Jorge Gonzalez Henrichsen, Head of Business Development and Co-CEO at The Nearshore Company.

If there’s one word that best describes the current climate around U.S.-Mexico trade, it’s uncertainty. Ever since former President Trump announced plans to impose a 25% tariff on Mexican goods, companies with nearshoring strategies have been left wondering: What does this mean for my business? Should I keep moving forward with my plans in Mexico, or do I hit the brakes?

As a company deeply dependent on cross-border commerce, we’ve spent countless hours speaking with clients, trade experts and customs brokers to get a sense of what’s happening on the ground. What we’re seeing is a tale of two extremes: Some companies are in full-blown panic mode, while others are taking a wait-and-see approach to see if the tariffs will stick around. The truth, as always, lies somewhere in between.

Uncertainty versus risk: Why are businesses hesitant?

One of the biggest challenges in navigating this tariff situation is that it isn’t just about risk—it’s about uncertainty. Businesses know how to manage risk. Insurance companies, for example, calculate and mitigate risk all the time. But uncertainty? That’s a different beast. It makes planning nearly impossible.

In prior years, many companies operating under the U.S.-Mexico-Canada Agreement (USMCA) paid limited attention to the declared value of goods crossing the border. Duties were zero or minimal, so as long as everything was documented correctly, there wasn’t much reason to worry. (At the time of this writing, goods from Mexico that aren’t covered by the USMCA, as well as steel, aluminum and automotives, are subject to 25% tariffs.) With the uncertainty surrounding tariffs, our clients are scrutinizing every detail—double-checking invoices, questioning valuation methods and seeking legal counsel to understand their true exposure.

At the core of this debate is a fundamental question: Will these tariffs bring manufacturing back to the U.S.? It’s hard to say. The U.S. is facing a shrinking working-age population, a trend that was previously offset by immigration. With legal immigration becoming more restrictive and increased efforts to reduce illegal immigration, some are expecting the labor shortage to become more pronounced. The reality is that no matter what happens with these tariffs, manufacturing companies still need a labor solution, so some might feel nearshoring is their best bet.

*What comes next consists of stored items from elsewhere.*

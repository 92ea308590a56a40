/*!
# Error System for Path Context Extractor

Setup-failure taxonomy for the extraction pipeline. Per-file I/O problems
are logged and skipped by the worker pool and never surface here; only
errors that must abort the run before any worker starts are modeled.
*/

use std::path::PathBuf;
use thiserror::Error;

/// Fatal errors detected during startup, before the worker pool runs.
///
/// Every variant maps to process exit code 1.
#[derive(Debug, Error)]
pub enum SetupError {
    #[error("root directory does not exist: {0}")]
    MissingRoot(PathBuf),

    #[error("no C/C++ source files found under {0}")]
    NoEligibleFiles(PathBuf),

    #[error("path vocabulary is empty; run a build pass first")]
    EmptyPathVocabulary,
}
//! Debug utility: prints the full tree-sitter AST of C/C++ sources.

use std::path::{Path, PathBuf};
use std::process;

use anyhow::{Context, Result};
use clap::Parser;
use tree_sitter::Node;

use path_context_extractor::ast::{AstParser, SourceLanguage};
use path_context_extractor::core::{collect_source_files, is_source_file, read_source};

#[derive(Parser, Debug)]
#[command(
    name = "astdump",
    version = env!("CARGO_PKG_VERSION"),
    about = "Prints the full AST of C/C++ source files",
    long_about = "Single-threaded debug printer: one indented line per named node \
                  with kind, position and named-child count"
)]
struct Args {
    /// Source file or directory to dump
    path: PathBuf,

    /// Also print each node's source text
    #[arg(long)]
    show_text: bool,
}

fn main() {
    let args = Args::parse();
    if let Err(err) = run(&args) {
        eprintln!("error: {:#}", err);
        process::exit(1);
    }
}

fn run(args: &Args) -> Result<()> {
    let files = if args.path.is_file() {
        vec![args.path.clone()]
    } else if args.path.is_dir() {
        collect_source_files(&args.path)
    } else {
        anyhow::bail!("{} is neither a file nor a directory", args.path.display());
    };

    if files.is_empty() {
        anyhow::bail!("no C/C++ source files under {}", args.path.display());
    }

    let mut parser = AstParser::new()?;
    for file in &files {
        if !is_source_file(file) {
            continue;
        }
        dump_file(file, &mut parser, args.show_text)?;
    }
    Ok(())
}

fn dump_file(path: &Path, parser: &mut AstParser, show_text: bool) -> Result<()> {
    let source = read_source(path).with_context(|| format!("cannot open {}", path.display()))?;
    let tree = parser
        .parse(&source, SourceLanguage::from_path(path))
        .with_context(|| format!("parser produced no tree for {}", path.display()))?;

    let name = path
        .file_name()
        .map(|name| name.to_string_lossy().into_owned())
        .unwrap_or_else(|| path.display().to_string());
    println!("[{}]", name);

    let mut stack: Vec<(Node<'_>, usize)> = vec![(tree.root_node(), 0)];
    while let Some((node, depth)) = stack.pop() {
        print_node(&node, depth, &source, show_text);
        for i in (0..node.named_child_count()).rev() {
            if let Some(child) = node.named_child(i) {
                stack.push((child, depth + 1));
            }
        }
    }
    Ok(())
}

fn print_node(node: &Node<'_>, depth: usize, source: &[u8], show_text: bool) {
    let start = node.start_position();
    let mut line = format!(
        "{}{} @ L{}:C{} @child_count{}",
        " ".repeat(depth * 2),
        node.kind(),
        start.row + 1,
        start.column + 1,
        node.named_child_count()
    );
    if show_text {
        let text = String::from_utf8_lossy(&source[node.start_byte()..node.end_byte()]);
        line.push_str(&format!(" \"{}\"", text));
    }
    println!("{}", line);
}
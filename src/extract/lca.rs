//! Lowest-common-ancestor computation and structural path construction.
//!
//! Both ancestor chains are aligned at the root before they are compared
//! level by level, so endpoints sitting at different depths never shift
//! the comparison onto the wrong chain index.

use tree_sitter::Node;

/// Ancestor chain from `node` (inclusive) up to the tree root (inclusive).
fn ancestors(node: Node<'_>) -> Vec<Node<'_>> {
    let mut chain = Vec::new();
    let mut current = Some(node);
    while let Some(n) = current {
        chain.push(n);
        current = n.parent();
    }
    chain
}

/// Deepest node shared by both ancestor chains, or `None` when the nodes
/// belong to disjoint trees.
pub fn lowest_common_ancestor<'t>(a: Node<'t>, b: Node<'t>) -> Option<Node<'t>> {
    if a == b {
        return Some(a);
    }
    let chain_a = ancestors(a);
    let chain_b = ancestors(b);

    // Walking both chains downward from the root keeps the comparison
    // depth-aligned regardless of how much deeper one node sits.
    let mut lca = None;
    for (x, y) in chain_a.iter().rev().zip(chain_b.iter().rev()) {
        if x == y {
            lca = Some(*x);
        } else {
            break;
        }
    }
    lca
}

/// Ordered structural path connecting `a` to `b` through their LCA.
///
/// The path climbs from `a` to the LCA (exclusive) keeping named non-error
/// nodes, then descends to `b` (the reversed upward walk from `b`). For
/// sampleable leaves the endpoints are therefore `a` itself and `b`
/// itself. An empty result means the pair carries no usable path and must
/// be skipped by the caller.
pub fn path_between<'t>(a: Node<'t>, b: Node<'t>) -> Vec<Node<'t>> {
    let lca = match lowest_common_ancestor(a, b) {
        Some(lca) => lca,
        None => return Vec::new(),
    };

    let mut path = climb_to(a, lca);
    let descent = climb_to(b, lca);
    path.extend(descent.into_iter().rev());
    path
}

/// Nodes from `start` (inclusive) up to `stop` (exclusive), filtered to
/// named non-error nodes, in upward order.
fn climb_to<'t>(start: Node<'t>, stop: Node<'t>) -> Vec<Node<'t>> {
    let mut nodes = Vec::new();
    let mut current = Some(start);
    while let Some(n) = current {
        if n == stop {
            break;
        }
        if n.is_named() && !n.is_error() {
            nodes.push(n);
        }
        current = n.parent();
    }
    nodes
}

#[cfg(test)]
mod tests {
    use super::*;
    use crate::ast::{collect_leaves, node_text, AstParser, SourceLanguage};

    fn parse_c(source: &[u8]) -> tree_sitter::Tree {
        AstParser::new()
            .unwrap()
            .parse(source, SourceLanguage::C)
            .unwrap()
    }

    #[test]
    fn lca_of_node_with_itself_is_the_node() {
        let tree = parse_c(b"int x = 1;");
        let leaves = collect_leaves(tree.root_node());
        let first = leaves[0];
        assert_eq!(lowest_common_ancestor(first, first), Some(first));
    }

    #[test]
    fn lca_of_siblings_is_a_shared_ancestor_of_both() {
        let source = b"int x = 1;";
        let tree = parse_c(source);
        let leaves = collect_leaves(tree.root_node());
        assert!(leaves.len() >= 2);

        let (a, b) = (leaves[0], leaves[leaves.len() - 1]);
        let lca = lowest_common_ancestor(a, b).expect("same tree must share an ancestor");

        let mut cur = Some(a);
        assert!(std::iter::from_fn(|| {
            let n = cur?;
            cur = n.parent();
            Some(n)
        })
        .any(|n| n == lca));
    }

    #[test]
    fn lca_handles_leaves_at_different_depths() {
        // `y` sits deeper (inside the function body) than the outer `x`.
        let source = b"int x; void f(void) { int y = 2; }";
        let tree = parse_c(source);
        let leaves = collect_leaves(tree.root_node());

        let x = leaves
            .iter()
            .find(|n| node_text(n, source) == "x")
            .copied()
            .unwrap();
        let two = leaves
            .iter()
            .find(|n| node_text(n, source) == "2")
            .copied()
            .unwrap();

        let lca = lowest_common_ancestor(x, two).unwrap();
        assert_eq!(lca, tree.root_node());
    }

    #[test]
    fn path_endpoints_are_the_leaves_themselves() {
        let source = b"int x = 1;";
        let tree = parse_c(source);
        let leaves = collect_leaves(tree.root_node());
        let (a, b) = (leaves[0], leaves[leaves.len() - 1]);

        let path = path_between(a, b);
        assert!(!path.is_empty());
        assert_eq!(path[0], a);
        assert_eq!(path[path.len() - 1], b);
    }

    #[test]
    fn path_is_symmetric_under_reversal() {
        let source = b"int a = b + c;";
        let tree = parse_c(source);
        let leaves = collect_leaves(tree.root_node());
        assert!(leaves.len() >= 2);
        let (x, y) = (leaves[0], leaves[leaves.len() - 1]);

        let forward = path_between(x, y);
        let mut backward = path_between(y, x);
        backward.reverse();
        assert_eq!(forward, backward);
    }

    #[test]
    fn path_between_identical_nodes_is_empty() {
        let tree = parse_c(b"int x = 1;");
        let leaves = collect_leaves(tree.root_node());
        assert!(path_between(leaves[0], leaves[0]).is_empty());
    }

    #[test]
    fn path_contains_only_named_non_error_nodes() {
        let source = b"int x = $$$; int y = 1;";
        let tree = parse_c(source);
        let leaves = collect_leaves(tree.root_node());
        assert!(leaves.len() >= 2);

        let path = path_between(leaves[0], leaves[leaves.len() - 1]);
        for node in &path {
            assert!(node.is_named() && !node.is_error());
        }
    }
}
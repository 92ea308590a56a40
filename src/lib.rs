/*!
# Path Context Extractor

Concurrent extractor of structural path-context features from C/C++ ASTs,
feeding code-embedding model training. For every source file it samples
pairs of terminal tokens, encodes the structural path through their lowest
common ancestor, and emits `(token_id, path_id, token_id)` triples backed
by deduplicated integer vocabularies.

## Core Features

- **Tree-sitter parsing** with the C grammar for `.c` and the C++ grammar
  for `.cpp`/`.cc`/`.cxx`
- **Depth-aligned LCA path construction** over named, non-error nodes
- **Mode-dependent vocabularies** — growable during build runs, frozen
  (miss → 0) during lookup runs, one lock per table
- **Windowed stochastic pair sampling** with worker-private, seedable RNGs
- **Fixed worker pool** over a shared FIFO; one output line per file,
  never interleaved
- **Plain-text vocabulary persistence** under `<root>/out/`

## Architecture

```text
Path Context Extractor
├── core     - Error taxonomy, file discovery and readers
├── ast      - Tree-sitter provider, leaf classifier, normalization
├── extract  - LCA path builder, windowed pair sampler
├── vocab    - Dedup id tables (build/lookup modes), persistence
└── engine   - Worker pool, output emission, progress reporting
```

## Usage

### CLI
```bash
# Build vocabularies while emitting triples
pathctx ./corpus 200

# Re-emit triples against frozen vocabularies
pathctx ./corpus 200 --mode lookup

# Reproducible single-worker run
pathctx ./corpus --workers 1 --seed 42
```

### Library
```rust,no_run
use path_context_extractor::{extract_file, VocabularySet};

let vocabs = VocabularySet::growable();
let line = extract_file("demo.c".as_ref(), &vocabs, 200, Some(7))?;
if let Some(line) = line {
    println!("{line}");
}
# anyhow::Ok(())
```
*/

pub mod ast;
pub mod core;
pub mod engine;
pub mod extract;
pub mod vocab;

pub use ast::{collect_leaves, is_sampleable, AstParser, SourceLanguage};
pub use crate::core::{collect_source_files, SetupError};
pub use engine::{run_extraction, ExtractionConfig, RunSummary};
pub use extract::{candidate_pair_count, lowest_common_ancestor, path_between, sample_pairs,
    DEFAULT_WINDOW};
pub use vocab::{VocabMode, Vocabulary, VocabularySet, UNKNOWN_ID};

use std::path::Path;

use anyhow::{Context, Result};
use rand::rngs::StdRng;
use rand::SeedableRng;

/// Extracts the output line for a single file, outside the worker pool.
///
/// Returns `Ok(None)` when the file has fewer than two sampleable leaves.
/// Convenient for tests and one-off inspection; the CLI goes through
/// [`run_extraction`] instead.
pub fn extract_file(
    path: &Path,
    vocabs: &VocabularySet,
    window: usize,
    seed: Option<u64>,
) -> Result<Option<String>> {
    let source = crate::core::read_source(path)
        .with_context(|| format!("failed to read {}", path.display()))?;
    let mut parser = AstParser::new()?;
    let tree = parser
        .parse(&source, SourceLanguage::from_path(path))
        .with_context(|| format!("parser produced no tree for {}", path.display()))?;

    let leaves = collect_leaves(tree.root_node());
    if leaves.len() < 2 {
        return Ok(None);
    }

    let mut rng = match seed {
        Some(seed) => StdRng::seed_from_u64(seed),
        None => StdRng::from_entropy(),
    };
    let triples = sample_pairs(&leaves, &source, vocabs, window, &mut rng);
    let name = path
        .file_name()
        .map(|name| name.to_string_lossy().into_owned())
        .unwrap_or_else(|| path.display().to_string());
    Ok(Some(format!("{} {}", name, triples.join(" "))))
}

#[cfg(test)]
mod tests {
    use super::*;

    #[test]
    fn extract_file_produces_a_line_for_a_simple_declaration() {
        let dir = tempfile::TempDir::new().unwrap();
        let file = dir.path().join("tiny.c");
        std::fs::write(&file, "int x = 1;").unwrap();

        let vocabs = VocabularySet::growable();
        let line = extract_file(&file, &vocabs, DEFAULT_WINDOW, Some(3))
            .unwrap()
            .expect("a simple declaration has sampleable leaves");
        assert!(line.starts_with("tiny.c "));
    }

    #[test]
    fn extract_file_returns_none_for_an_empty_source() {
        let dir = tempfile::TempDir::new().unwrap();
        let file = dir.path().join("empty.c");
        std::fs::write(&file, "").unwrap();

        let vocabs = VocabularySet::growable();
        assert!(extract_file(&file, &vocabs, DEFAULT_WINDOW, Some(3))
            .unwrap()
            .is_none());
    }
}
/*!
# Path Context Extractor CLI

Unified entry point for build and lookup runs: one engine, one mode flag.
Triples go to stdout, diagnostics and progress to stderr, vocabularies to
`<root>/out/` in build mode.
*/

use std::io;
use std::path::PathBuf;
use std::process;

use anyhow::Result;
use clap::error::ErrorKind;
use clap::{Parser, ValueEnum};
use tracing::info;
use tracing_subscriber::EnvFilter;

use path_context_extractor::core::{collect_source_files, SetupError};
use path_context_extractor::engine::{run_extraction, ExtractionConfig};
use path_context_extractor::extract::DEFAULT_WINDOW;
use path_context_extractor::vocab::persist::OUT_DIR;
use path_context_extractor::vocab::VocabularySet;

#[derive(Parser)]
#[command(
    name = "pathctx",
    version = env!("CARGO_PKG_VERSION"),
    about = "Extracts AST path-context triples from C/C++ sources"
)]
struct Cli {
    /// Directory scanned recursively for .c/.cpp/.cc/.cxx files
    root: PathBuf,

    /// Pair-sampling window width
    #[arg(default_value_t = DEFAULT_WINDOW)]
    window: usize,

    /// Vocabulary mode: grow new tables or look up frozen ones
    #[arg(long, value_enum, default_value = "build")]
    mode: Mode,

    /// Number of worker threads (0 = hardware parallelism)
    #[arg(long, default_value_t = 0)]
    workers: usize,

    /// Base RNG seed; worker k samples with seed + k
    #[arg(long)]
    seed: Option<u64>,

    /// Enable verbose logging
    #[arg(short, long)]
    verbose: bool,
}

#[derive(ValueEnum, Clone, Copy, Debug)]
enum Mode {
    Build,
    Lookup,
}

fn main() {
    let cli = match Cli::try_parse() {
        Ok(cli) => cli,
        Err(err) if matches!(err.kind(), ErrorKind::DisplayHelp | ErrorKind::DisplayVersion) => {
            let _ = err.print();
            return;
        }
        Err(err) => {
            let _ = err.print();
            process::exit(1);
        }
    };

    init_logging(cli.verbose);

    if let Err(err) = run(cli) {
        eprintln!("error: {:#}", err);
        process::exit(1);
    }
}

fn init_logging(verbose: bool) {
    let level = if verbose {
        tracing::Level::DEBUG
    } else {
        tracing::Level::INFO
    };
    let filter = EnvFilter::from_default_env().add_directive(level.into());

    tracing_subscriber::fmt()
        .with_env_filter(filter)
        .with_writer(io::stderr)
        .with_target(false)
        .with_thread_ids(false)
        .with_thread_names(false)
        .init();
}

fn run(cli: Cli) -> Result<()> {
    if !cli.root.is_dir() {
        return Err(SetupError::MissingRoot(cli.root).into());
    }

    let files = collect_source_files(&cli.root);
    if files.is_empty() {
        return Err(SetupError::NoEligibleFiles(cli.root).into());
    }

    let vocab_dir = cli.root.join(OUT_DIR);
    let vocabs = match cli.mode {
        Mode::Build => VocabularySet::growable(),
        Mode::Lookup => {
            let vocabs = VocabularySet::load(&vocab_dir)?;
            if vocabs.paths.is_empty() {
                return Err(SetupError::EmptyPathVocabulary.into());
            }
            vocabs
        }
    };

    let config = ExtractionConfig {
        window: cli.window,
        workers: cli.workers,
        seed: cli.seed,
        progress: true,
    };
    let summary = run_extraction(files, &vocabs, &config, io::stdout())?;

    if matches!(cli.mode, Mode::Build) {
        vocabs.save(&vocab_dir)?;
        info!(
            "vocabularies written to {} ({} tokens, {} types, {} paths)",
            vocab_dir.display(),
            vocabs.tokens.len(),
            vocabs.types.len(),
            vocabs.paths.len()
        );
    }

    info!(
        "done: {}/{} files, {} skipped",
        summary.processed, summary.total_files, summary.skipped
    );
    Ok(())
}
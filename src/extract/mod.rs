//! Structural path extraction: LCA path building and pair sampling.

pub mod lca;
pub mod sampler;

pub use lca::{lowest_common_ancestor, path_between};
pub use sampler::{candidate_pair_count, sample_pairs, DEFAULT_WINDOW};
//! Windowed terminal-pair sampling and triple encoding.
//!
//! For a leaf sequence of length L and window width W, every ordered pair
//! (i, j) with i < j and j − i < W is a candidate; each candidate survives
//! an independent Bernoulli(0.5) draw from the calling worker's private
//! RNG. Surviving pairs are encoded as `token1_id,path_id,token2_id`
//! through the vocabulary set. O(L·W), not O(L²).

use rand::Rng;
use tree_sitter::Node;

use crate::ast::{node_text, normalize_text, type_key};
use crate::extract::lca::path_between;
use crate::vocab::VocabularySet;

/// Default window width for pair enumeration.
pub const DEFAULT_WINDOW: usize = 200;

/// Samples path-context triples for one file's leaf sequence.
///
/// Returned triples follow the deterministic (i, j) enumeration order;
/// only the keep/skip decisions depend on `rng`. Pairs whose structural
/// path is empty are skipped silently.
pub fn sample_pairs<R: Rng>(
    leaves: &[Node<'_>],
    source: &[u8],
    vocabs: &VocabularySet,
    window: usize,
    rng: &mut R,
) -> Vec<String> {
    let mut triples = Vec::new();
    if leaves.len() < 2 {
        return triples;
    }

    for i in 0..leaves.len() {
        let hi = leaves.len().min(i + window);
        for j in (i + 1)..hi {
            if !rng.gen_bool(0.5) {
                continue;
            }
            if let Some(triple) = encode_pair(leaves[i], leaves[j], source, vocabs) {
                triples.push(triple);
            }
        }
    }
    triples
}

/// Encodes one leaf pair as `t1,p,t2`, or `None` when the connecting path
/// is empty.
fn encode_pair(
    a: Node<'_>,
    b: Node<'_>,
    source: &[u8],
    vocabs: &VocabularySet,
) -> Option<String> {
    let path = path_between(a, b);
    let (first, last) = match (path.first(), path.last()) {
        (Some(first), Some(last)) => (*first, *last),
        _ => return None,
    };

    let token1_id = vocabs.tokens.id_for(normalize_text(&node_text(&first, source)));
    let type_ids: Vec<u32> = path
        .iter()
        .map(|node| vocabs.types.id_for(type_key(node)))
        .collect();
    let token2_id = vocabs.tokens.id_for(normalize_text(&node_text(&last, source)));
    let path_id = vocabs.paths.id_for(type_ids);

    Some(format!("{},{},{}", token1_id, path_id, token2_id))
}

/// Number of candidate pairs the sampler enumerates for a leaf sequence of
/// `len` under `window`. Every emitted triple set is a subset of these.
pub fn candidate_pair_count(len: usize, window: usize) -> usize {
    (0..len)
        .map(|i| len.min(i + window).saturating_sub(i + 1))
        .sum()
}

How should companies respond?

Given all this uncertainty, what’s the smartest path forward for businesses considering nearshoring? My advice is simple: Do the homework.

1. Run the numbers.

Businesses that once had the luxury of being somewhat relaxed about cost structures can no longer afford to be. If you’re considering nearshoring, conduct a deep financial analysis. Assume the worst-case scenario—a 25% tariff on the total declared value of your product—and determine whether your margins can still hold up.

2. Prepare for different outcomes.

In early February, some said they believe that 25% tariffs on Mexican goods are unlikely to last. Regardless of whether any do, in the short term, we may see temporary disruptions. If you can survive a few months of uncertainty, then pressing forward with nearshoring may still be a viable long-term strategy.

3. Consider the alternatives.

If the math doesn’t work with a 25% tariff, you may need to explore other options. That could mean delaying your move to Mexico, considering automation investments or looking at alternative manufacturing locations. However, bear in mind that tariffs and trade restrictions will impact businesses everywhere, not just in Mexico.

Final Thoughts

Despite all the noise and political maneuvering, one thing remains clear: Nearshoring can still be a valid long-term solution for North American companies facing labor shortages and supply chain challenges. Even with short-term uncertainty, the fundamentals haven’t changed. Brands will need to take the long view and ensure the benefits of nearshoring outweigh the risks.